UCT hosts Cuban medical graduation

14 July 2015 | Story by Newsroom

UCT recently hosted a graduation ceremony for doctors trained through a bilateral agreement between Cuba and South Africa, aimed at boosting rural health care.

On Friday 10 July, 47 newly qualified doctors were capped in Jameson Hall at a ceremony led by the deputy ministers of health in South Africa and Cuba, namely Dr Joe Phaahla and Dr Jose Angel Portal Miranda respectively.

The Nelson Mandela/Fidel Castro Medical Student Training Programme flows from a bilateral agreement signed between South Africa and Cuba in 1995.

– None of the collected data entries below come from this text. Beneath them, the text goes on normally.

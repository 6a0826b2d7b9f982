/// Core data types shared by every component: bars, trades, subscriptions.
use serde::{Deserialize, Serialize};
use std::collections::{HashMap, HashSet};

/// Provenance tag attached to a `Bar` at emission time only. The cache
/// row itself carries no source column; this tag never survives a
/// round trip through storage.
#[derive(Debug, Clone, Copy, PartialEq, Eq, Serialize, Deserialize)]
pub enum SourceTag {
    #[serde(rename = "H")]
    Historical,
    #[serde(rename = "L")]
    Live1m,
    #[serde(rename = "C")]
    Cache,
    #[serde(rename = "A")]
    Aggregated,
    #[serde(rename = "T")]
    Trade,
}

/// An OHLCV candle for one instrument/timeframe/bucket.
#[derive(Debug, Clone, PartialEq, Serialize, Deserialize)]
pub struct Bar {
    pub instrument: String,
    pub timeframe: String,
    pub timestamp: i64,
    pub open: f64,
    pub high: f64,
    pub low: f64,
    pub close: f64,
    pub volume: i64,
    pub source: Option<SourceTag>,
    pub is_closed: bool,
}

impl Bar {
    /// A bar with zero volume or non-finite OHLC is never persisted.
    pub fn is_null(&self) -> bool {
        self.volume == 0
            || !self.open.is_finite()
            || !self.high.is_finite()
            || !self.low.is_finite()
            || !self.close.is_finite()
    }
}

/// A single tick-level trade print.
#[derive(Debug, Clone, PartialEq, Serialize, Deserialize)]
pub struct Trade {
    pub instrument: String,
    pub timestamp_ms: i64,
    pub price: f64,
    pub size: i64,
    pub side: TradeSide,
}

#[derive(Debug, Clone, Copy, PartialEq, Eq, Serialize, Deserialize)]
#[serde(rename_all = "lowercase")]
pub enum TradeSide {
    Buy,
    Sell,
    Unknown,
}

/// Per-client mapping of instrument -> subscribed timeframes. 1-minute is
/// implicitly tracked for any instrument with at least one live timeframe
/// (so 1m bars can be cached), but is not itself a member of the set the
/// client asked for.
#[derive(Debug, Clone, Default)]
pub struct SubscriptionSet {
    pub by_instrument: HashMap<String, HashSet<String>>,
}

impl SubscriptionSet {
    pub fn new() -> Self {
        Self::default()
    }

    pub fn add(&mut self, instrument: &str, timeframe: &str) {
        self.by_instrument
            .entry(instrument.to_string())
            .or_default()
            .insert(timeframe.to_string());
    }

    pub fn remove(&mut self, instrument: &str, timeframe: &str) {
        if let Some(set) = self.by_instrument.get_mut(instrument) {
            set.remove(timeframe);
        }
    }

    pub fn timeframes_for(&self, instrument: &str) -> Option<&HashSet<String>> {
        self.by_instrument.get(instrument)
    }

    pub fn instruments(&self) -> impl Iterator<Item = &String> {
        self.by_instrument.keys()
    }

    pub fn is_empty(&self) -> bool {
        self.by_instrument.values().all(|s| s.is_empty())
    }
}

#[cfg(test)]
mod tests {
    use super::*;

    #[test]
    fn null_bar_detection() {
        let mut bar = Bar {
            instrument: "ES".into(),
            timeframe: "1m".into(),
            timestamp: 0,
            open: 1.0,
            high: 1.0,
            low: 1.0,
            close: 1.0,
            volume: 0,
            source: None,
            is_closed: true,
        };
        assert!(bar.is_null());
        bar.volume = 10;
        assert!(!bar.is_null());
        bar.high = f64::NAN;
        assert!(bar.is_null());
    }

    #[test]
    fn subscription_set_add_remove() {
        let mut subs = SubscriptionSet::new();
        subs.add("ES", "5m");
        subs.add("ES", "1h");
        assert_eq!(subs.timeframes_for("ES").unwrap().len(), 2);
        subs.remove("ES", "5m");
        assert_eq!(subs.timeframes_for("ES").unwrap().len(), 1);
        assert!(subs.timeframes_for("NQ").is_none());
    }
}
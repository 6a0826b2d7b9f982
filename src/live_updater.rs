/// Per-client, per-instrument live candle state (spec component F): one open
/// 1-minute candle plus one open candle per subscribed higher timeframe,
/// folding arriving trades and rolling bars over at bucket boundaries.
/// Grounded in `realtime.rs`'s `RealtimeCandle` update-from-kline logic,
/// generalized from bar-driven updates to trade-driven folding.
use crate::model::{Bar, SourceTag, Trade};
use crate::timeframe::{self, SessionCalendar};
use std::collections::HashMap;

#[derive(Debug, Clone)]
pub struct InstrumentUpdater {
    instrument: String,
    open_1m: Bar,
    open_higher: HashMap<String, Bar>,
}

/// Emission produced by folding one trade: zero or more bars, each already
/// carrying whether it just closed.
pub type Emission = Vec<Bar>;

impl InstrumentUpdater {
    /// `last_1m_end` is the timestamp immediately after the last closed
    /// 1-minute bar; the open 1-minute candle starts empty there.
    pub fn new(instrument: &str, last_1m_end: i64) -> Self {
        Self {
            instrument: instrument.to_string(),
            open_1m: empty_bar(instrument, "1m", last_1m_end),
            open_higher: HashMap::new(),
        }
    }

    /// Seeds the open higher-timeframe candle for `timeframe`, either
    /// continuing `last_aggregated` if it is itself still open and matches
    /// the current bucket, or starting fresh at the bucket containing
    /// `next_1m_start`.
    pub fn seed_higher_timeframe(
        &mut self,
        calendar: &SessionCalendar,
        timeframe: &str,
        last_aggregated: Option<&Bar>,
        next_1m_start: i64,
    ) {
        let interval = match timeframe::parse(timeframe) {
            Ok(i) => i,
            Err(_) => return,
        };
        let bucket = calendar.bucket(next_1m_start, interval);
        let seeded = match last_aggregated {
            Some(b) if !b.is_closed && b.timestamp == bucket => {
                let mut b = b.clone();
                b.source = Some(SourceTag::Trade);
                b
            }
            _ => empty_bar(&self.instrument, timeframe, bucket),
        };
        self.open_higher.insert(timeframe.to_string(), seeded);
    }

    pub fn add_timeframe(&mut self, calendar: &SessionCalendar, timeframe: &str) {
        if !self.open_higher.contains_key(timeframe) {
            self.seed_higher_timeframe(calendar, timeframe, None, self.open_1m.timestamp);
        }
    }

    pub fn remove_timeframe(&mut self, timeframe: &str) {
        self.open_higher.remove(timeframe);
    }

    pub fn open_1m_candle(&self) -> &Bar {
        &self.open_1m
    }

    pub fn open_higher_candle(&self, timeframe: &str) -> Option<&Bar> {
        self.open_higher.get(timeframe)
    }

    /// Folds a trade into the open 1-minute and higher candles, returning
    /// every bar emitted in order (rollover close, new-bucket open, fold
    /// update).
    pub fn on_trade(&mut self, calendar: &SessionCalendar, x: &Trade) -> Emission {
        let mut out = Vec::new();

        if x.timestamp_ms < self.open_1m.timestamp {
            return out; // late trade before the tracked bucket
        }

        if x.timestamp_ms >= self.open_1m.timestamp + timeframe::MS_PER_MINUTE {
            self.open_1m.is_closed = true;
            out.push(self.open_1m.clone());
            let new_bucket = (x.timestamp_ms.div_euclid(timeframe::MS_PER_MINUTE))
                * timeframe::MS_PER_MINUTE;
            self.open_1m = seed_from_trade(&self.instrument, "1m", new_bucket, x);
            out.push(self.open_1m.clone());
        } else {
            fold_trade_into(&mut self.open_1m, x);
            out.push(self.open_1m.clone());
        }

        let timeframes: Vec<String> = self.open_higher.keys().cloned().collect();
        for tf in timeframes {
            let interval = match timeframe::parse(&tf) {
                Ok(i) => i,
                Err(_) => continue,
            };
            let current = self.open_higher.get_mut(&tf).expect("just listed");
            if x.timestamp_ms >= current.timestamp + interval {
                current.is_closed = true;
                out.push(current.clone());
                let new_bucket = calendar.bucket(x.timestamp_ms, interval);
                let seeded = seed_from_trade(&self.instrument, &tf, new_bucket, x);
                out.push(seeded.clone());
                self.open_higher.insert(tf, seeded);
            } else {
                fold_trade_into(current, x);
                out.push(current.clone());
            }
        }

        out
    }
}

fn empty_bar(instrument: &str, timeframe: &str, timestamp: i64) -> Bar {
    Bar {
        instrument: instrument.to_string(),
        timeframe: timeframe.to_string(),
        timestamp,
        open: f64::NAN,
        high: f64::NAN,
        low: f64::NAN,
        close: f64::NAN,
        volume: 0,
        source: Some(SourceTag::Trade),
        is_closed: false,
    }
}

fn seed_from_trade(instrument: &str, timeframe: &str, timestamp: i64, x: &Trade) -> Bar {
    Bar {
        instrument: instrument.to_string(),
        timeframe: timeframe.to_string(),
        timestamp,
        open: x.price,
        high: x.price,
        low: x.price,
        close: x.price,
        volume: x.size,
        source: Some(SourceTag::Trade),
        is_closed: false,
    }
}

fn fold_trade_into(bar: &mut Bar, x: &Trade) {
    if bar.open.is_nan() {
        bar.open = x.price;
        bar.high = x.price;
        bar.low = x.price;
    } else {
        bar.high = bar.high.max(x.price);
        bar.low = bar.low.min(x.price);
    }
    bar.close = x.price;
    bar.volume += x.size;
}

#[cfg(test)]
mod tests {
    use super::*;
    use crate::model::TradeSide;

    fn trade(ts: i64, price: f64, size: i64) -> Trade {
        Trade {
            instrument: "ES".into(),
            timestamp_ms: ts,
            price,
            size,
            side: TradeSide::Buy,
        }
    }

    #[test]
    fn folds_trades_into_open_1m_candle() {
        let cal = SessionCalendar::new();
        let mut u = InstrumentUpdater::new("ES", 0);
        u.on_trade(&cal, &trade(0, 100.0, 5));
        let emitted = u.on_trade(&cal, &trade(30_000, 102.0, 3));
        assert_eq!(emitted.len(), 1);
        let b = &emitted[0];
        assert_eq!(b.open, 100.0);
        assert_eq!(b.close, 102.0);
        assert_eq!(b.volume, 8);
        assert!(!b.is_closed);
    }

    #[test]
    fn rolls_over_1m_bucket_on_timestamp_past_boundary() {
        let cal = SessionCalendar::new();
        let mut u = InstrumentUpdater::new("ES", 0);
        u.on_trade(&cal, &trade(0, 100.0, 5));
        let emitted = u.on_trade(&cal, &trade(61_000, 110.0, 2));
        assert_eq!(emitted.len(), 2);
        assert!(emitted[0].is_closed);
        assert_eq!(emitted[0].timestamp, 0);
        assert!(!emitted[1].is_closed);
        assert_eq!(emitted[1].timestamp, 60_000);
        assert_eq!(emitted[1].open, 110.0);
    }

    #[test]
    fn late_trade_before_tracked_bucket_is_ignored() {
        let cal = SessionCalendar::new();
        let mut u = InstrumentUpdater::new("ES", 60_000);
        let emitted = u.on_trade(&cal, &trade(0, 100.0, 5));
        assert!(emitted.is_empty());
    }

    #[test]
    fn higher_timeframe_rolls_over_independently() {
        let cal = SessionCalendar::new();
        let mut u = InstrumentUpdater::new("ES", 0);
        u.seed_higher_timeframe(&cal, "5m", None, 0);
        u.on_trade(&cal, &trade(0, 100.0, 1));
        let emitted = u.on_trade(&cal, &trade(5 * 60_000, 200.0, 1));
        // 1m rolled over too since 5m >= 1m boundary
        assert!(emitted.iter().any(|b| b.timeframe == "5m" && b.is_closed));
        assert!(emitted
            .iter()
            .any(|b| b.timeframe == "5m" && !b.is_closed && b.open == 200.0));
    }
}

Under the programme, South African recruits are sent to Cuba for preliminary medical training (including learning the Spanish language) before they return to South Africa where they join a local fourth-year medical class for an additional 18 months of training.

Cuban medical graduation

Upon conclusion of this South African stint, the students write an exit exam and the successful candidates graduate with a medical degree conferred on them by a Cuban institution.

These graduations are hosted locally, with UCT taking its turn last Friday. Among the cohort of 47 on Friday were five students who had spent the final leg of their training at UCT.

According to the Department of Health, around 400 South Africans have received medical qualifications through this programme to date.